YOUR ASSIGNMENT:
Find each line below that includes "BindError", then copy it.

Collected data entries:
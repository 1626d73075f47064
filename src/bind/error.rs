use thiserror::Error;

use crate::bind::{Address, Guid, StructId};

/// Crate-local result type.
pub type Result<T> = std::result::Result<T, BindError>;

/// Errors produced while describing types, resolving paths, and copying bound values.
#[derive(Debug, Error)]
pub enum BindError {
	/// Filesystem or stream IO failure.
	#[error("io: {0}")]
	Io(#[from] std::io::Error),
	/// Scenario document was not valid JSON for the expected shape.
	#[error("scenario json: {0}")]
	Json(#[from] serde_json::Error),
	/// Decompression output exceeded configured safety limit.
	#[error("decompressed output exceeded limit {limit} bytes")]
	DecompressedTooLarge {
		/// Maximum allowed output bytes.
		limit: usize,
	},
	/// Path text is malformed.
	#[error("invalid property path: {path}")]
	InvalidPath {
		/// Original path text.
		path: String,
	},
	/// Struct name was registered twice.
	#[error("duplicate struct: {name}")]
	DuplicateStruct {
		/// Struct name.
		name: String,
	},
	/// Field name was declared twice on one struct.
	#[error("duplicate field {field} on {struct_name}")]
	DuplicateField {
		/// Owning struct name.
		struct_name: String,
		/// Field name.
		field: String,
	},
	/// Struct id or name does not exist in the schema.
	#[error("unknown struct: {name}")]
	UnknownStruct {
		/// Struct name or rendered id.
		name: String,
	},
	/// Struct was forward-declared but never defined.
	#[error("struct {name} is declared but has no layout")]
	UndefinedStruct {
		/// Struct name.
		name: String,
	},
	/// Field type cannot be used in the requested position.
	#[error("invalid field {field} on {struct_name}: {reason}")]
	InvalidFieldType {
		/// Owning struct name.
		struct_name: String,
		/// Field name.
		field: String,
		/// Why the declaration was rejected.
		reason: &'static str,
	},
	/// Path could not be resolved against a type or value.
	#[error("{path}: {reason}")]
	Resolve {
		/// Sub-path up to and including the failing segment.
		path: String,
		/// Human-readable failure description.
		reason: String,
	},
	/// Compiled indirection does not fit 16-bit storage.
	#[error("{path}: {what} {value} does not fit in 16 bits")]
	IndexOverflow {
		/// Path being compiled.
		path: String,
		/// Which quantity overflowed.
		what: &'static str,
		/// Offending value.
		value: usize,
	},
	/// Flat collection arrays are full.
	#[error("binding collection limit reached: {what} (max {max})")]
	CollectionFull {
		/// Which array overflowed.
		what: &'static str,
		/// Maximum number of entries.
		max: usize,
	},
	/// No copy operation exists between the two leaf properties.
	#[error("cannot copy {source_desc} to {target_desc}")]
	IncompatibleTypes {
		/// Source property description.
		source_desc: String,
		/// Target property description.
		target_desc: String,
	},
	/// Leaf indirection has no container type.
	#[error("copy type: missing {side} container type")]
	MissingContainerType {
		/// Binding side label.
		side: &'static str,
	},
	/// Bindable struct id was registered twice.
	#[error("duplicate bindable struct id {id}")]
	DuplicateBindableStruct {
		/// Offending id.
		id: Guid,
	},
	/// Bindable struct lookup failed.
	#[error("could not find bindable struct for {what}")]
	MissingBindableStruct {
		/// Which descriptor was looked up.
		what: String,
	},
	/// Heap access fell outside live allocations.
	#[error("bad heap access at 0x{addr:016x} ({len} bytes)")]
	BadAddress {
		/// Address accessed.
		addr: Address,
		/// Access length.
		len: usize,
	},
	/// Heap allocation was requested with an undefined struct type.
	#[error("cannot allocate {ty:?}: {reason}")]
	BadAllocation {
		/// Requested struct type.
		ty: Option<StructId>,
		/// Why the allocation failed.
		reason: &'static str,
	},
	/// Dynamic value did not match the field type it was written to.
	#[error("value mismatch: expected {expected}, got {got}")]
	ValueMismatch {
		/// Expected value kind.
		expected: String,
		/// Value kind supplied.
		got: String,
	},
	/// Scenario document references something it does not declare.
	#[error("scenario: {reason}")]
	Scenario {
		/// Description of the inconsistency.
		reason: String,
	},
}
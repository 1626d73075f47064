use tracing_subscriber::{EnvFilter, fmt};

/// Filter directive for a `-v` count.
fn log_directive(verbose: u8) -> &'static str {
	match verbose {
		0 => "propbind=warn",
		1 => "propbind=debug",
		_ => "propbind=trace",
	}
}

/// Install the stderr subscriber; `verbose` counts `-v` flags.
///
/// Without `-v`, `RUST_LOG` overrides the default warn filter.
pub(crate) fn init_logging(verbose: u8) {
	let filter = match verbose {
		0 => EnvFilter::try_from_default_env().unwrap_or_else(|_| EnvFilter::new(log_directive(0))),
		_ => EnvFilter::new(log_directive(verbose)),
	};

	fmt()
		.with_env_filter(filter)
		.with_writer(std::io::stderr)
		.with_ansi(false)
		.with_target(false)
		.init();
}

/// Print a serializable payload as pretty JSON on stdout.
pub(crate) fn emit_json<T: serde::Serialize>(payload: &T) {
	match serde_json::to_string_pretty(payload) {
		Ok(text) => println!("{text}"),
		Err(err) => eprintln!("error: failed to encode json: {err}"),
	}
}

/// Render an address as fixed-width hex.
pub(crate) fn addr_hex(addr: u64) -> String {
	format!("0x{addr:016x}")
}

...

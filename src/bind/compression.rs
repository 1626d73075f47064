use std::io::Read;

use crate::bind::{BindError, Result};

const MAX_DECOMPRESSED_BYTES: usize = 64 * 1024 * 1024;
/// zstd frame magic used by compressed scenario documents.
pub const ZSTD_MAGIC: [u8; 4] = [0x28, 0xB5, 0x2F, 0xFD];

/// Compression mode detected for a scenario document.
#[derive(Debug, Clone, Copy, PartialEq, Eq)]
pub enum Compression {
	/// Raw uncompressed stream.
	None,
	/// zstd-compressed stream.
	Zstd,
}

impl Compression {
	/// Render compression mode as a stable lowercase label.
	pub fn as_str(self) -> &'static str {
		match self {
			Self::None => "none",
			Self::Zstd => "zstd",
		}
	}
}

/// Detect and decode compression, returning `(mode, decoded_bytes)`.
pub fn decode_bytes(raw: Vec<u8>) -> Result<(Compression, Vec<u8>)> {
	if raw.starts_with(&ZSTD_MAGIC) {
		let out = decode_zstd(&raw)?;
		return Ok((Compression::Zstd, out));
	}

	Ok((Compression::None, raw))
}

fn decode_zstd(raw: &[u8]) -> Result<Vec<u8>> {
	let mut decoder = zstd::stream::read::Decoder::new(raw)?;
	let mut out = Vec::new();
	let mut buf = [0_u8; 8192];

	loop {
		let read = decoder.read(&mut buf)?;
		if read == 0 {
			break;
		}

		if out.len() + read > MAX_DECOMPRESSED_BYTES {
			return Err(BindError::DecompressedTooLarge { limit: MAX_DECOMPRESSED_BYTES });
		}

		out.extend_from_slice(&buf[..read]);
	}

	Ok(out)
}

==

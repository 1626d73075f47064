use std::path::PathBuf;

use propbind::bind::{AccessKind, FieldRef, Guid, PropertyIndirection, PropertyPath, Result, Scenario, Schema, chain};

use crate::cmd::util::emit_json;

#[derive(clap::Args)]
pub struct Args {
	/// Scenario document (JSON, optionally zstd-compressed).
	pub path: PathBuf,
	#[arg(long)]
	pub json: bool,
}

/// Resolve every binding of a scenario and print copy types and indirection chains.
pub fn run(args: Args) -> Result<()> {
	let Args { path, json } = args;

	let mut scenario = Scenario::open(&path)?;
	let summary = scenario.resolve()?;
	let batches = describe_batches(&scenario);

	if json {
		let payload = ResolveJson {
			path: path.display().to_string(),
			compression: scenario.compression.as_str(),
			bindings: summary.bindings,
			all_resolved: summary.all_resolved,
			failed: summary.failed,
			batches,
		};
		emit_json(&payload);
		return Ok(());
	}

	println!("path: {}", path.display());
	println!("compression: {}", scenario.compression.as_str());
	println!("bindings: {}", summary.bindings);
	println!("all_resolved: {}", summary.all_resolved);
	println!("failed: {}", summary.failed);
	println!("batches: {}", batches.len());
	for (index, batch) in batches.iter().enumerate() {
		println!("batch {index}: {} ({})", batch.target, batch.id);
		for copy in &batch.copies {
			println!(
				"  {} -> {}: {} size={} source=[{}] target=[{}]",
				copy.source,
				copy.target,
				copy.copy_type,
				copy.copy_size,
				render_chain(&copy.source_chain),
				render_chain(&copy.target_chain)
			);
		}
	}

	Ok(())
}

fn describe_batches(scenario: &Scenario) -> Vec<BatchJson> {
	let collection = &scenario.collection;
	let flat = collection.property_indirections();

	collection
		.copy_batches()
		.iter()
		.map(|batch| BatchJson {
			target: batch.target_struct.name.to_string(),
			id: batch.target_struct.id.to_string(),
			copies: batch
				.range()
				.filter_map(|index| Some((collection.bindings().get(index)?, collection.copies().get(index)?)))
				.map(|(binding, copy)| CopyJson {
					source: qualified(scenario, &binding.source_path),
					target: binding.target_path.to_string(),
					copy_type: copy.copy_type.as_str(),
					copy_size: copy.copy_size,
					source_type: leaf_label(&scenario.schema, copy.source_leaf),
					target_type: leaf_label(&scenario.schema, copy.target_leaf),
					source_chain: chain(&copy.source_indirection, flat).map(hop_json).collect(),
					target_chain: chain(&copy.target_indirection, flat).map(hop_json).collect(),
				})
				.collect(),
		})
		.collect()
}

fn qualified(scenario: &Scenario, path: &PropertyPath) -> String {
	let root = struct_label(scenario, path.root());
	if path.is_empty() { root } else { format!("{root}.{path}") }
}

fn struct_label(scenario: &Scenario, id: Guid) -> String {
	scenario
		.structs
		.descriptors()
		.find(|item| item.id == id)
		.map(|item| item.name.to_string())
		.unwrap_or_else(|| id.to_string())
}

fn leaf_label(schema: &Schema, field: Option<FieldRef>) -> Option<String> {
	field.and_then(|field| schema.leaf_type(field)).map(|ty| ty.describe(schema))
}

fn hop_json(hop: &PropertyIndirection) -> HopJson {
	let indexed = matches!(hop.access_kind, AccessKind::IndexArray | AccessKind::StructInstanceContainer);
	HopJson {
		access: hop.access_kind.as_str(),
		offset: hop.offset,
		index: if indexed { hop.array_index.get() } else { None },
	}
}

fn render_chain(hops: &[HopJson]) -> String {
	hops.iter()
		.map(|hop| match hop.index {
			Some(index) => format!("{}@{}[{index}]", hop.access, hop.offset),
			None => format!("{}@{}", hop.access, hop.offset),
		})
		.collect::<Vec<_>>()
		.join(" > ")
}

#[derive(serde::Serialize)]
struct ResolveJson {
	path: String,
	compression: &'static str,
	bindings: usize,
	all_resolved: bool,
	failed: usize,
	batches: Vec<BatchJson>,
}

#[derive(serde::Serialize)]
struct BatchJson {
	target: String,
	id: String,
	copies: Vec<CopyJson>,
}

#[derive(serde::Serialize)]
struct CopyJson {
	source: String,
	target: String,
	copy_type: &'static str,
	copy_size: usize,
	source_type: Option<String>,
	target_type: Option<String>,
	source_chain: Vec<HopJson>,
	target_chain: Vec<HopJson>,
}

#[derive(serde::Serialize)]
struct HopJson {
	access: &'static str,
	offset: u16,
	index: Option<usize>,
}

RESPONSE:
pub type Result<T> = std::result::Result<T, BindError>;
pub enum BindError {
use crate::bind::{BindError, Result};
			return Err(BindError::DecompressedTooLarge { limit: MAX_DECOMPRESSED_BYTES });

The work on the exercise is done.